Revoking certain certificates on March 4

I agree that we should have informed the community sooner and I apologize to you for the difficulty this incident has caused you. The time we spent since initial discovery was to build as accurate of a list of affected certificates given time constraints, and not on deciding if we should build tooling to reduce the size of the affected subscriber list. That last decision period was relatively short, and was performed in parallel with other blocking tasks. Once the list was compiled we began the public notification process.

5 Likes

This is kind of odd - technically I’m affected, though I’m not.

I downloaded the list and found one affected certificate, but this is the really strange thing - sure this is one of the certificates issued to me and it is theoretically still valid, but the stated time of the failure, meaning
> missing CAA checking results for <domainname> at <date and time> +0000 UTC
is basically the same time I last renewed the certificate for these domains (I might make a mistake due to a slightly different time zone). The affected certificate is the one I replaced at the mentioned time and as far as I know the script I am using doesn’t work in a way that causes the error (acme_tiny.py).
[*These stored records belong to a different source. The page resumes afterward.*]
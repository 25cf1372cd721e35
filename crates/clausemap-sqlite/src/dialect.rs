//! SQLite dialect implementation.

use chrono::NaiveDateTime;
use clausemap_core::{Dialect, SqlType, SqlValue};

const TIMESTAMP_FORMATS: [&str; 3] = ["%Y-%m-%d %H:%M:%S%.f", "%Y-%m-%dT%H:%M:%S%.f", "%Y-%m-%d %H:%M"];

/// SQLite dialect.
#[derive(Debug, Default, Clone, Copy)]
pub struct SqliteDialect;

impl SqliteDialect {
    /// Creates a new SQLite dialect.
    #[must_use]
    pub const fn new() -> Self {
        Self
    }

    /// Maps a declared column type back to a [`SqlType`].
    #[must_use]
    pub fn parse_type(declared: &str) -> SqlType {
        let upper = declared.trim().to_ascii_uppercase();
        let (base, args) = match upper.split_once('(') {
            Some((base, rest)) => (base.trim().to_string(), rest.trim_end_matches(')').to_string()),
            None => (upper.clone(), String::new()),
        };
        let numbers: Vec<u32> = args
            .split(',')
            .filter_map(|n| n.trim().parse().ok())
            .collect();
        match base.as_str() {
            "INTEGER" | "INT" | "BIGINT" | "SMALLINT" => SqlType::Integer,
            "VARCHAR" | "CHAR" | "NVARCHAR" => SqlType::String(numbers.first().copied()),
            "NUMERIC" | "DECIMAL" => SqlType::Numeric {
                precision: numbers.first().and_then(|n| u8::try_from(*n).ok()).unwrap_or(10),
                scale: numbers.get(1).and_then(|n| u8::try_from(*n).ok()).unwrap_or(0),
            },
            "REAL" | "FLOAT" | "DOUBLE" => SqlType::Float,
            "TIMESTAMP" | "DATETIME" => SqlType::DateTime,
            "BLOB" => SqlType::Binary,
            "BOOLEAN" | "BOOL" => SqlType::Boolean,
            _ => SqlType::Text,
        }
    }
}

impl Dialect for SqliteDialect {
    fn name(&self) -> &'static str {
        "sqlite"
    }

    fn render_type(&self, ty: &SqlType) -> String {
        match ty {
            SqlType::Float => String::from("REAL"),
            SqlType::Numeric { precision, scale } => format!("NUMERIC({precision}, {scale})"),
            SqlType::Integer => String::from("INTEGER"),
            SqlType::String(Some(len)) => format!("VARCHAR({len})"),
            SqlType::String(None) | SqlType::Text | SqlType::Null => String::from("TEXT"),
            SqlType::DateTime => String::from("TIMESTAMP"),
            SqlType::Binary => String::from("BLOB"),
            SqlType::Boolean => String::from("BOOLEAN"),
        }
    }

    // OFFSET requires a LIMIT in SQLite.
    fn limit_clause(&self, limit: Option<u64>, offset: Option<u64>) -> String {
        match (limit, offset) {
            (None, None) => String::new(),
            (Some(limit), None) => format!(" LIMIT {limit}"),
            (Some(limit), Some(offset)) => format!(" LIMIT {limit} OFFSET {offset}"),
            (None, Some(offset)) => format!(" LIMIT -1 OFFSET {offset}"),
        }
    }

    fn coerce_result(&self, value: SqlValue, ty: &SqlType) -> SqlValue {
        match (ty, value) {
            (SqlType::Boolean, SqlValue::Int(n)) => SqlValue::Bool(n != 0),
            (SqlType::DateTime, SqlValue::Text(text)) => TIMESTAMP_FORMATS
                .iter()
                .find_map(|fmt| NaiveDateTime::parse_from_str(&text, fmt).ok())
                .map_or(SqlValue::Text(text), SqlValue::Timestamp),
            #[allow(clippy::cast_precision_loss)]
            (SqlType::Float | SqlType::Numeric { .. }, SqlValue::Int(n)) => SqlValue::Float(n as f64),
            (_, value) => value,
        }
    }
}

#[cfg(test)]
mod tests {
    use chrono::NaiveDate;

    use super::*;

    #[test]
    fn test_sqlite_dialect() {
        let dialect = SqliteDialect::new();
        assert_eq!(dialect.name(), "sqlite");
        assert_eq!(dialect.identifier_quote(), '"');
        assert_eq!(dialect.render_type(&SqlType::Float), "REAL");
        assert_eq!(dialect.limit_clause(None, Some(3)), " LIMIT -1 OFFSET 3");
    }

    #[test]
    fn test_result_coercion() {
        let dialect = SqliteDialect::new();
        assert_eq!(
            dialect.coerce_result(SqlValue::Int(1), &SqlType::Boolean),
            SqlValue::Bool(true)
        );
        let ts = NaiveDate::from_ymd_opt(2024, 1, 2)
            .and_then(|d| d.and_hms_opt(3, 4, 5))
            .unwrap();
        assert_eq!(
            dialect.coerce_result(SqlValue::Text("2024-01-02 03:04:05".into()), &SqlType::DateTime),
            SqlValue::Timestamp(ts)
        );
    }

    #[test]
    fn test_parse_declared_types() {
        assert_eq!(SqliteDialect::parse_type("VARCHAR(40)"), SqlType::varchar(40));
        assert_eq!(
            SqliteDialect::parse_type("numeric(10, 2)"),
            SqlType::Numeric { precision: 10, scale: 2 }
        );
        assert_eq!(SqliteDialect::parse_type("INTEGER"), SqlType::Integer);
    }
}
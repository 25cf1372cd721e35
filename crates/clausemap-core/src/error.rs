//! Error types for clause construction, compilation and execution.

use thiserror::Error;

/// Errors raised by a database engine.
#[derive(Debug, Error)]
pub enum EngineError {
    /// The driver reported an error.
    #[error("Driver error: {0}")]
    Driver(Box<dyn std::error::Error + Send + Sync>),
    /// The engine was used in a way it does not support.
    #[error("Engine error: {0}")]
    Message(String),
}

impl EngineError {
    /// Wraps any driver error.
    pub fn driver<E>(err: E) -> Self
    where
        E: std::error::Error + Send + Sync + 'static,
    {
        Self::Driver(Box::new(err))
    }
}

/// Errors raised while building or compiling a clause tree.
#[derive(Debug, Error)]
pub enum CompileError {
    /// `NULL` was compared with an operator other than equality.
    #[error("Only '=' and '!=' style null checks are supported; got '{operator}' against NULL")]
    NullComparison {
        /// The rejected operator.
        operator: String,
    },

    /// No foreign key links the two sides of a join.
    #[error("Cannot determine join condition between '{left}' and '{right}'")]
    NoJoinCondition {
        /// Left side identifier.
        left: String,
        /// Right side identifier.
        right: String,
    },

    /// A top-level SELECT has nothing to select from.
    #[error("Statement has no FROM clause and none can be derived from its columns")]
    NoFromClause,

    /// A named column does not exist on the table.
    #[error("Table '{table}' has no column '{column}'")]
    UnknownColumn {
        /// The table.
        table: String,
        /// The missing column.
        column: String,
    },

    /// Execution failed.
    #[error(transparent)]
    Engine(#[from] EngineError),
}

/// Result type for clause operations.
pub type Result<T> = std::result::Result<T, CompileError>;
//! Error types for the ORM.

use clausemap_core::{CompileError, EngineError};
use thiserror::Error;

/// ORM-specific errors.
#[derive(Debug, Error)]
pub enum OrmError {
    /// A mapper or relation is configured in a way that cannot work.
    #[error("configuration error: {0}")]
    Configuration(String),

    /// Statement construction or compilation failed.
    #[error(transparent)]
    Compile(#[from] CompileError),

    /// An UPDATE or DELETE touched a different number of rows than expected.
    #[error("concurrency error: expected {expected} row(s) in '{table}', matched {actual}")]
    Concurrency {
        /// The table written to.
        table: String,
        /// Rows the flush meant to change.
        expected: u64,
        /// Rows the database reported.
        actual: u64,
    },

    /// Database error from the engine.
    #[error(transparent)]
    Engine(#[from] EngineError),

    /// No primary mapper exists for the class.
    #[error("no mapper registered for class '{0}'")]
    NoMapper(String),

    /// The class has no property with this name.
    #[error("class '{class}' has no property '{key}'")]
    UnknownProperty {
        /// Mapped class.
        class: String,
        /// Requested property.
        key: String,
    },

    /// Invalid JSON configuration.
    #[error("invalid configuration: {0}")]
    InvalidConfig(#[from] serde_json::Error),
}

impl OrmError {
    pub(crate) fn config(message: impl Into<String>) -> Self {
        Self::Configuration(message.into())
    }
}

/// Result type alias for ORM operations.
pub type Result<T> = std::result::Result<T, OrmError>;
So I would assume I’m in the list because my renewal somehow triggered the bug, but why would that cause my old certificate to be flagged?

1 Like

We have 20k+ domains spread over multiple certs and with the ongoing NetworkSolutions/Web.com (DNS failures (SERVFAIL, timeout) for domains using Network Solutions/Web.com/worldnic.com nameservers) throttling issue we’re going to have a lot of unprotected sites. The turnaround time is not sufficient. We received the email 2 hours ago.

2 Likes

@eldoran I’m not exactly sure if I understand what you’re saying correctly, but yes, it’s possible that you may have a newer certificate that wasn’t affected by the bug. The only way to know which certs were affected is by using the checking tool or downloading the list linked to in the first post in this thread and comparing their serial numbers.

If you’re wondering about the timestamp in the log message, this would be expected to be the same as when your cert was issued, which is when CAA checking should have been done (but wasn’t).

4 Likes

@prashantrajan I understand the pain that this issue has been causing and that the timing of the notification doesn’t give you much time to react. Unfortunately we are required by the Baseline Requirements to revoke the affected certificates within this deadline. We worked over the weekend to compile the list of affected certificates and sent the notifications as soon as we were ready to. We regret that sending all of the emails took so long, and we’re looking for ways to make that faster in the future.

3 Likes

If anyone does not have access to the serial numbers of your certs but has the domains this PHP script will cross reference the serial dump by domain - not the fastest grepping 1.3GB thousands of times but it was quick to thrown together and let me identify a few of our certs to re-order.

    <?php 

	$domain_file = '/home/dave/potential_domains.csv'; 
	$cert_issues = '/home/dave/Downloads/caa-rechecking-incident-affected-serials.txt'; 
	$match_dump_file = '/home/dave/affected_domain_match.csv';

	$counter = 0;
	$match_domains = array();

	# Grab the seed domain named 
	if (($handle = fopen($instiller_domain_file, "r")) !== FALSE) {
		while (($data = fgetcsv($handle)) !== FALSE) {
			# Clean up the domain name to grep the other file 
			$counter++;
			$domain_name = trim($data[0]);

			# initialise the match state 
			$status = 'NOT_MATCHED'; 

			# Create the command line to grep the files 
			$command_line = 'grep "' . $domain_name . '" ' . $cert_issues;

			# Only need the last line for a match
			$buffer = exec($command_line, $buffer);
			if (trim($buffer) != '') {
				$status = 'MATCHED'; 
			}

			# Dump the status 
			echo $counter . " :: " . $status . " :: " .  $command_line .  " --> [" . $buffer .  "]\n";

			# 
			if ($status == 'MATCHED') {
				$match_domains[] = $domain_name;
			}
		}

		fclose($handle);
	}

	echo "\n\n Dumping Matched \n\n";
	var_export($match_domains);
	echo "\n\n DONE \n\n";

	$fp = fopen($match_dump_file, 'w');

	foreach ($match_domains as $fields) {
		fputs($fp, $fields);
	}

	fclose($fp);


?>
6 Likes

Thanks @instiller, that script is much appreciated.

3 Likes

As we hold large amounts of customers, I had no other way but to parse files and build up a lookup tool. If someone finds it usefull, it can be found here: https://www.certic.info/tools-letsencryptrenewcheck.php

Unfortunately, it was obvious this is about to happen during the outage in late night of February 29th, I asked to get more information, unfortunately it was ignored completely.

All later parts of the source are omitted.